[libcxx] Multiline regular expression matching

Hello,

N3242 is silent on the issue of multiline regular expression matching, i.e. if ^ and $ only match the beginning
and end of the string, respectively, or if they also match occurrances of \n or \r inside the string. It is only
possible to turn matching the former off (via match_not_bol and match_not_eol, respectively). ECMAScript, on
whose regular expressions the C++0x regex library is based (among others), provides an additional flag in the
RegExp constructor to turn on multiline matching (see also <http://www.regular-expressions.info/anchors.html>
for more information on multiline matching).

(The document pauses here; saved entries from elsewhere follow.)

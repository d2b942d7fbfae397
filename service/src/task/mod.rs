//! Background [`Task`]s definitions.

pub mod background;
pub mod mature_investments;

pub use common::Handler as Task;

pub use self::{
    background::Background, mature_investments::MatureInvestments,
};

/// Configuration of all the [`Task`]s run by the [`Service`].
///
/// [`Service`]: crate::Service
#[derive(Clone, Copy, Debug)]
pub struct Config {
    /// [`MatureInvestments`] configuration.
    pub mature_investments: mature_investments::Config,
}
//! GraphQL [`Mutation`]s definitions.

use juniper::graphql_object;
use service::{command, Command as _};

use crate::{define_error, AsError, Context, Error};

/// Root of all GraphQL mutations.
#[derive(Clone, Copy, Debug)]
pub struct Mutation;

impl Mutation {
    /// Name of the [`tracing::Span`] for the mutations.
    const SPAN_NAME: &'static str = "GraphQL mutation";
}

#[graphql_object(context = Context)]
impl Mutation {
    /// Settles all the `Investment`s which reached their maturity date,
    /// crediting their `User`s.
    ///
    /// Returns the number of `Investment`s settled by this call. Settling is
    /// idempotent: an `Investment` is never paid out twice, even if this
    /// mutation is run concurrently.
    ///
    /// # Errors
    ///
    /// Possible error codes:
    /// - `AUTHORIZATION_REQUIRED` - no valid access token is provided;
    /// - `NOT_ADMIN` - the current `User` is not an administrator;
    /// - `SWEEP_TIMEOUT` - settling didn't finish in time, and should be
    ///                     retried.
    #[tracing::instrument(
        skip_all,
        fields(
            gql.name = "matureInvestments",
            otel.name = Self::SPAN_NAME,
        ),
    )]
    pub async fn mature_investments(ctx: &Context) -> Result<i32, Error> {
        _ = ctx
            .current_session()
            .await?
            .ensure_admin()
            .map_err(ctx.error())?;

        let settled = ctx
            .service()
            .execute(command::MatureInvestments)
            .await
            .map_err(AsError::into_error)
            .map_err(ctx.error())?;
        i32::try_from(settled)
            .map_err(AsError::into_error)
            .map_err(ctx.error())
    }
}

impl AsError for command::mature_investments::ExecutionError {
    fn try_as_error(&self) -> Option<Error> {
        match self {
            Self::Db(e) => e.try_as_error(),
            Self::Timeout(_) => Some(SweepError::Timeout.into()),
            Self::PayoutOverflow(_) | Self::UserNotExists(_) => None,
        }
    }
}

define_error! {
    enum SweepError {
        #[code = "SWEEP_TIMEOUT"]
        #[status = SERVICE_UNAVAILABLE]
        #[message = "Settling matured `Investment`s timed out"]
        Timeout,
    }
}

#[cfg(test)]
mod spec {
    use std::time::Duration;

    use service::{
        command::mature_investments::ExecutionError,
        domain::{investment, user},
    };

    use crate::AsError as _;

    #[test]
    fn maps_timeout_to_sweep_timeout() {
        let err = ExecutionError::Timeout(Duration::from_secs(1)).as_error();

        assert_eq!(err.code, "SWEEP_TIMEOUT");
        assert_eq!(err.status_code, http::StatusCode::SERVICE_UNAVAILABLE);
    }

    #[test]
    fn hides_settlement_failures_details() {
        for err in [
            ExecutionError::UserNotExists(user::Id::new()),
            ExecutionError::PayoutOverflow(investment::Id::new()),
        ] {
            assert!(err.try_as_error().is_none());

            let err = err.as_error();
            assert_eq!(err.code, "INTERNAL_SERVER_ERROR");
            assert_eq!(
                err.status_code,
                http::StatusCode::INTERNAL_SERVER_ERROR,
            );
            assert_eq!(err.message, "Internal server error");
        }
    }
}
//! [`Args`] definitions.

use clap::Parser;

/// Server of the banking investments system.
#[derive(Debug, Parser)]
#[command(version, about, long_about = None)]
pub struct Args {
    /// Path to the configuration file.
    #[arg(short, long, default_value = "config.toml")]
    pub config: String,
}

impl Args {
    /// Parses command line arguments.
    ///
    /// # Errors
    ///
    /// Errors if failed to parse command line arguments.
    pub fn parse() -> Result<Self, clap::Error> {
        <Self as Parser>::try_parse()
    }
}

I looked into previous standard committee documents about regular expressions, but was unable to find anything
regarding this issue.

I then tried my hand at a workaround using a non-captured disjunction in the following test program, using
libc++ trunk:

// /opt/bin/clang -std=c++0x -stdlib=libc++ -lc++ clang.cpp
#include <regex>

static const std::regex INCLUDE_REGEXP("(?:^|[\\n\\r])#include\\s*<([^>]+)>");

static const std::string s =
  "attribute vec3 vertexUV0;\n"
  "#include <shaders/include/Lighting.glsl>\n"
  "#include <shaders/include/ProjectTextureOnCube.glsl>\n"
  "uniform mat4 mvp;\n";

int main(int, char**)
{
  std::sregex_iterator it(s.begin(), s.end(), INCLUDE_REGEXP);
  std::sregex_iterator const end;
  if (it == end)
  {
    std::printf("Not found\n");
  }
  else
  {
    while (it != end)
    {
      std::printf("Found '%s [%s]'\n", it->str().c_str(), it->str(1).c_str());
      ++it;
    }
  }
}

This resulted in the output

  "Not found".

Exchanging the disjunction's alternatives ("(?:^|[\\n\\r])" => "(?:[\\n\\r]|^)"), resulted in a (seemingly)
endless stream of
  Found ' []'
  Found ' []'
  Found ' []'
  Found ' []'
  ...

Removing the disjunction results in two matches (as expected):
  Found '#include <shaders/include/Lighting.glsl> [shaders/include/Lighting.glsl]'
  Found '#include <shaders/include/ProjectTextureOnCube.glsl> [shaders/include/ProjectTextureOnCube.glsl]'

From my reading of the ECMAScript standard (<http://www.ecma-international.org/publications/files/ECMA-ST/ECMA-262.pdf>),

above regular expressions are (at least syntactically) valid. So I have the following questions:

- Is libc++'s current behaviour a bug?
- Is there another, simpler way to perform multiline matching using std::regex?

Thanks in advance,
Jonathan

Hello,

N3242 is silent on the issue of multiline regular expression matching, i.e. if ^ and $ only match the beginning
and end of the string, respectively, or if they also match occurrances of \n or \r inside the string. It is only
possible to turn matching the former off (via match_not_bol and match_not_eol, respectively). ECMAScript, on
whose regular expressions the C++0x regex library is based (among others), provides an additional flag in the
RegExp constructor to turn on multiline matching (see also <http://www.regular-expressions.info/anchors.html>
for more information on multiline matching).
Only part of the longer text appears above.